* _EXERCISE PROMPT_
Copy, from the data below, each line that has the word "shaders".

* _WORKING DATA_
....

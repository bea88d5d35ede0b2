// renderer/batch.rs
//! Four-level draw queue: mesh layout, then shader, then material, then an
//! ordered run of draws. Each level keeps its buckets in first-insertion
//! order so submission is deterministic and state changes are grouped.

use std::collections::{BTreeMap, HashMap};
use std::hash::Hash;

use super::handles::{MaterialHandle, ShaderHandle};
use super::uniforms::PushConstants;

/// One queued draw. The mesh is referenced by identifier and resolved by the
/// context at submission time.
#[derive(Debug, Clone, Copy, PartialEq)]
pub struct DrawInfo {
    pub mesh_identifier: u64,
    pub instance_count: usize,
    pub push_constants: Option<PushConstants>,
}

/// Fetch-or-create bucket list. Keys stay in the order they were first seen.
#[derive(Debug, Clone)]
pub struct Buckets<K, Q> {
    keys: Vec<K>,
    queues: Vec<Q>,
    index: HashMap<K, usize>,
}

impl<K: Copy + Eq + Hash, Q: Default> Buckets<K, Q> {
    pub fn new() -> Self {
        Self {
            keys: Vec::new(),
            queues: Vec::new(),
            index: HashMap::new(),
        }
    }

    fn fetch(&mut self, key: K) -> (usize, &mut Q) {
        let position = match self.index.get(&key) {
            Some(&position) => position,
            None => {
                let position = self.keys.len();
                self.keys.push(key);
                self.queues.push(Q::default());
                self.index.insert(key, position);
                position
            }
        };
        (position, &mut self.queues[position])
    }

    fn queue_mut(&mut self, position: usize) -> Option<&mut Q> {
        self.queues.get_mut(position)
    }

    pub fn get(&self, key: &K) -> Option<&Q> {
        self.index.get(key).map(|&position| &self.queues[position])
    }

    pub fn len(&self) -> usize {
        self.keys.len()
    }

    pub fn is_empty(&self) -> bool {
        self.keys.is_empty()
    }

    pub fn keys(&self) -> &[K] {
        &self.keys
    }

    pub fn iter(&self) -> impl Iterator<Item = (&K, &Q)> {
        self.keys.iter().zip(self.queues.iter())
    }

    fn clear(&mut self) {
        self.keys.clear();
        self.queues.clear();
        self.index.clear();
    }
}

impl<K: Copy + Eq + Hash, Q: Default> Default for Buckets<K, Q> {
    fn default() -> Self {
        Self::new()
    }
}

/// Draws of one material, keyed by a slot counter that only grows, so
/// removing one draw never moves another.
#[derive(Debug, Clone, Default)]
pub struct MeshQueue {
    next_slot: usize,
    draws: BTreeMap<usize, DrawInfo>,
}

impl MeshQueue {
    fn push(&mut self, info: DrawInfo) -> usize {
        let slot = self.next_slot;
        self.next_slot += 1;
        self.draws.insert(slot, info);
        slot
    }

    pub fn get(&self, slot: usize) -> Option<&DrawInfo> {
        self.draws.get(&slot)
    }

    pub fn len(&self) -> usize {
        self.draws.len()
    }

    pub fn is_empty(&self) -> bool {
        self.draws.is_empty()
    }

    /// Draws in ascending slot order.
    pub fn iter(&self) -> impl Iterator<Item = (usize, &DrawInfo)> {
        self.draws.iter().map(|(&slot, info)| (slot, info))
    }
}

pub type MaterialQueue = Buckets<MaterialHandle, MeshQueue>;
pub type ShaderQueue = Buckets<ShaderHandle, MaterialQueue>;

/// Position of a queued draw, valid until that draw is removed or the queue
/// is emptied.
#[derive(Debug, Clone, Copy, PartialEq, Eq, Hash)]
pub struct RenderEntry {
    layout_index: usize,
    shader_index: usize,
    material_index: usize,
    mesh_index: usize,
    epoch: u64,
}

impl RenderEntry {
    pub const NULL: Self = Self {
        layout_index: usize::MAX,
        shader_index: usize::MAX,
        material_index: usize::MAX,
        mesh_index: usize::MAX,
        epoch: u64::MAX,
    };

    pub fn is_null(&self) -> bool {
        *self == Self::NULL
    }

    pub fn layout_index(&self) -> usize {
        self.layout_index
    }

    pub fn shader_index(&self) -> usize {
        self.shader_index
    }

    pub fn material_index(&self) -> usize {
        self.material_index
    }

    pub fn mesh_index(&self) -> usize {
        self.mesh_index
    }
}

impl Default for RenderEntry {
    fn default() -> Self {
        Self::NULL
    }
}

/// A draw as seen by flattened iteration.
#[derive(Debug, Clone, Copy, PartialEq)]
pub struct QueuedDraw {
    pub layout_hash: u64,
    pub shader: ShaderHandle,
    pub material: MaterialHandle,
    pub slot: usize,
    pub info: DrawInfo,
}

#[derive(Debug, Clone, Default)]
pub struct DrawQueue {
    layouts: Buckets<u64, ShaderQueue>,
    epoch: u64,
}

impl DrawQueue {
    pub fn new() -> Self {
        Self::default()
    }

    pub fn insert(
        &mut self,
        layout_hash: u64,
        shader: ShaderHandle,
        material: MaterialHandle,
        info: DrawInfo,
    ) -> RenderEntry {
        let (layout_index, shaders) = self.layouts.fetch(layout_hash);
        let (shader_index, materials) = shaders.fetch(shader);
        let (material_index, meshes) = materials.fetch(material);
        let mesh_index = meshes.push(info);
        RenderEntry {
            layout_index,
            shader_index,
            material_index,
            mesh_index,
            epoch: self.epoch,
        }
    }

    fn mesh_queue_mut(&mut self, entry: &RenderEntry) -> Option<&mut MeshQueue> {
        if entry.epoch != self.epoch {
            return None;
        }
        self.layouts
            .queue_mut(entry.layout_index)?
            .queue_mut(entry.shader_index)?
            .queue_mut(entry.material_index)
    }

    /// Returns `false` for entries already removed or minted before the last
    /// [`clear`](Self::clear). Empty ancestor buckets are left in place.
    pub fn remove(&mut self, entry: &RenderEntry) -> bool {
        self.mesh_queue_mut(entry)
            .and_then(|meshes| meshes.draws.remove(&entry.mesh_index))
            .is_some()
    }

    pub fn draw_info_mut(&mut self, entry: &RenderEntry) -> Option<&mut DrawInfo> {
        self.mesh_queue_mut(entry)?.draws.get_mut(&entry.mesh_index)
    }

    pub fn clear(&mut self) {
        self.layouts.clear();
        self.epoch += 1;
    }

    pub fn layouts(&self) -> &Buckets<u64, ShaderQueue> {
        &self.layouts
    }

    pub fn iter(&self) -> impl Iterator<Item = (&u64, &ShaderQueue)> {
        self.layouts.iter()
    }

    /// Every queued draw in submission order: layout buckets, then shader
    /// buckets, then material buckets, each in first-insertion order, then
    /// draws by ascending slot.
    pub fn iter_draws(&self) -> impl Iterator<Item = QueuedDraw> + '_ {
        self.layouts.iter().flat_map(|(&layout_hash, shaders)| {
            shaders.iter().flat_map(move |(&shader, materials)| {
                materials.iter().flat_map(move |(&material, meshes)| {
                    meshes.iter().map(move |(slot, info)| QueuedDraw {
                        layout_hash,
                        shader,
                        material,
                        slot,
                        info: *info,
                    })
                })
            })
        })
    }

    pub fn draw_count(&self) -> usize {
        self.layouts
            .iter()
            .flat_map(|(_, shaders)| shaders.iter())
            .flat_map(|(_, materials)| materials.iter())
            .map(|(_, meshes)| meshes.len())
            .sum()
    }

    pub fn is_empty(&self) -> bool {
        self.draw_count() == 0
    }
}

#[cfg(test)]
mod tests {
    use super::*;

    fn draw(mesh_identifier: u64) -> DrawInfo {
        DrawInfo {
            mesh_identifier,
            instance_count: 0,
            push_constants: None,
        }
    }

    #[test]
    fn slots_grow_monotonically_after_removal() {
        let mut queue = MeshQueue::default();
        let a = queue.push(draw(1));
        let b = queue.push(draw(2));
        queue.draws.remove(&a);
        let c = queue.push(draw(3));
        assert!(c > b);
        let order: Vec<u64> = queue.iter().map(|(_, d)| d.mesh_identifier).collect();
        assert_eq!(order, vec![2, 3]);
    }

    #[test]
    fn buckets_keep_first_seen_order() {
        let mut buckets: Buckets<u64, MeshQueue> = Buckets::new();
        buckets.fetch(30);
        buckets.fetch(10);
        let (position, _) = buckets.fetch(30);
        assert_eq!(position, 0);
        assert_eq!(buckets.keys(), &[30, 10]);
    }

    #[test]
    fn cleared_queue_rejects_old_entries() {
        let mut queue = DrawQueue::new();
        let entry = queue.insert(7, ShaderHandle::null(), MaterialHandle::null(), draw(1));
        queue.clear();
        let fresh = queue.insert(7, ShaderHandle::null(), MaterialHandle::null(), draw(2));
        assert_eq!(entry.mesh_index(), fresh.mesh_index());
        assert!(!queue.remove(&entry));
        assert_eq!(queue.draw_count(), 1);
        assert!(queue.remove(&fresh));
        assert!(!queue.remove(&fresh));
        assert!(queue.is_empty());
    }

    #[test]
    fn null_entry_is_rejected() {
        let mut queue = DrawQueue::new();
        queue.insert(1, ShaderHandle::null(), MaterialHandle::null(), draw(1));
        assert!(RenderEntry::default().is_null());
        assert!(!queue.remove(&RenderEntry::NULL));
    }
}
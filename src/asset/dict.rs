use std::borrow::Borrow;
use std::collections::HashMap;
use std::hash::Hash;

use super::Identified;

struct Slot<K, V> {
    entry: Option<(K, V)>,
    prev: Option<usize>,
    next: Option<usize>,
}

/// Insertion-ordered cache mapping keys to handle values.
///
/// Inserting an existing key is a no-op, so the first writer wins. Removal
/// unlinks the slot and puts it on a free list; later inserts reuse it but
/// are appended at the end of the iteration order. Capacity therefore stays
/// bounded by the peak number of live entries.
pub struct HandleDict<K, V> {
    index: HashMap<K, usize>,
    slots: Vec<Slot<K, V>>,
    free: Vec<usize>,
    head: Option<usize>,
    tail: Option<usize>,
}

impl<K: Eq + Hash + Clone, V> HandleDict<K, V> {
    pub fn new() -> Self {
        Self {
            index: HashMap::new(),
            slots: Vec::new(),
            free: Vec::new(),
            head: None,
            tail: None,
        }
    }

    /// Returns `false` (and drops `value`) when `key` is already present.
    pub fn insert(&mut self, key: K, value: V) -> bool {
        if self.index.contains_key(&key) {
            return false;
        }

        let slot = Slot {
            entry: Some((key.clone(), value)),
            prev: self.tail,
            next: None,
        };
        let position = match self.free.pop() {
            Some(position) => {
                self.slots[position] = slot;
                position
            }
            None => {
                self.slots.push(slot);
                self.slots.len() - 1
            }
        };

        match self.tail {
            Some(tail) => self.slots[tail].next = Some(position),
            None => self.head = Some(position),
        }
        self.tail = Some(position);
        self.index.insert(key, position);
        true
    }

    pub fn find<Q>(&self, key: &Q) -> Option<&V>
    where
        K: Borrow<Q>,
        Q: Hash + Eq + ?Sized,
    {
        let position = *self.index.get(key)?;
        self.slots[position].entry.as_ref().map(|(_, value)| value)
    }

    pub fn find_mut<Q>(&mut self, key: &Q) -> Option<&mut V>
    where
        K: Borrow<Q>,
        Q: Hash + Eq + ?Sized,
    {
        let position = *self.index.get(key)?;
        self.slots[position].entry.as_mut().map(|(_, value)| value)
    }

    pub fn contains_key<Q>(&self, key: &Q) -> bool
    where
        K: Borrow<Q>,
        Q: Hash + Eq + ?Sized,
    {
        self.index.contains_key(key)
    }

    pub fn remove<Q>(&mut self, key: &Q) -> Option<V>
    where
        K: Borrow<Q>,
        Q: Hash + Eq + ?Sized,
    {
        let position = self.index.remove(key)?;
        Some(self.release(position))
    }

    /// Removes the first entry (in insertion order) whose value equals `value`.
    pub fn remove_value(&mut self, value: &V) -> Option<V>
    where
        V: PartialEq,
    {
        let key = self
            .iter()
            .find(|(_, candidate)| *candidate == value)
            .map(|(key, _)| key.clone())?;
        self.remove(&key)
    }

    pub fn len(&self) -> usize {
        self.index.len()
    }

    pub fn is_empty(&self) -> bool {
        self.index.is_empty()
    }

    /// Number of slots ever allocated, live or free.
    pub fn capacity(&self) -> usize {
        self.slots.len()
    }

    pub fn clear(&mut self) {
        self.index.clear();
        self.slots.clear();
        self.free.clear();
        self.head = None;
        self.tail = None;
    }

    pub fn iter(&self) -> Iter<'_, K, V> {
        Iter {
            slots: &self.slots,
            cursor: self.head,
            remaining: self.index.len(),
        }
    }

    pub fn keys(&self) -> impl Iterator<Item = &K> {
        self.iter().map(|(key, _)| key)
    }

    pub fn values(&self) -> impl Iterator<Item = &V> {
        self.iter().map(|(_, value)| value)
    }

    fn release(&mut self, position: usize) -> V {
        let (prev, next) = {
            let slot = &self.slots[position];
            (slot.prev, slot.next)
        };
        match prev {
            Some(prev) => self.slots[prev].next = next,
            None => self.head = next,
        }
        match next {
            Some(next) => self.slots[next].prev = prev,
            None => self.tail = prev,
        }

        let slot = &mut self.slots[position];
        slot.prev = None;
        slot.next = None;
        self.free.push(position);
        match slot.entry.take() {
            Some((_, value)) => value,
            None => unreachable!("indexed slot {position} holds no entry"),
        }
    }
}

impl<K: Eq + Hash + Clone, V> Default for HandleDict<K, V> {
    fn default() -> Self {
        Self::new()
    }
}

pub struct Iter<'a, K, V> {
    slots: &'a [Slot<K, V>],
    cursor: Option<usize>,
    remaining: usize,
}

impl<'a, K, V> Iterator for Iter<'a, K, V> {
    type Item = (&'a K, &'a V);

    fn next(&mut self) -> Option<Self::Item> {
        let position = self.cursor?;
        let slot = &self.slots[position];
        self.cursor = slot.next;
        self.remaining = self.remaining.saturating_sub(1);
        slot.entry.as_ref().map(|(key, value)| (key, value))
    }

    fn size_hint(&self) -> (usize, Option<usize>) {
        (self.remaining, Some(self.remaining))
    }
}

/// Handle registry keyed by each handle's own identifier.
pub struct HandlePool<T> {
    handles: HandleDict<u64, T>,
}

impl<T: Identified> HandlePool<T> {
    pub fn new() -> Self {
        Self {
            handles: HandleDict::new(),
        }
    }

    pub fn insert(&mut self, handle: T) -> bool {
        self.handles.insert(handle.identifier(), handle)
    }

    pub fn find(&self, identifier: u64) -> Option<&T> {
        self.handles.find(&identifier)
    }

    pub fn contains(&self, identifier: u64) -> bool {
        self.handles.contains_key(&identifier)
    }

    pub fn remove(&mut self, handle: &T) -> Option<T> {
        self.handles.remove(&handle.identifier())
    }

    pub fn remove_identifier(&mut self, identifier: u64) -> Option<T> {
        self.handles.remove(&identifier)
    }

    pub fn len(&self) -> usize {
        self.handles.len()
    }

    pub fn is_empty(&self) -> bool {
        self.handles.is_empty()
    }

    pub fn iter(&self) -> impl Iterator<Item = &T> {
        self.handles.values()
    }
}

impl<T: Identified> Default for HandlePool<T> {
    fn default() -> Self {
        Self::new()
    }
}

....

* _RESPONSE BOX_
        let (layout_index, shaders) = self.layouts.fetch(layout_hash);
        let (shader_index, materials) = shaders.fetch(shader);
        self.layouts.iter().flat_map(|(&layout_hash, shaders)| {
            shaders.iter().flat_map(move |(&shader, materials)| {
            .flat_map(|(_, shaders)| shaders.iter())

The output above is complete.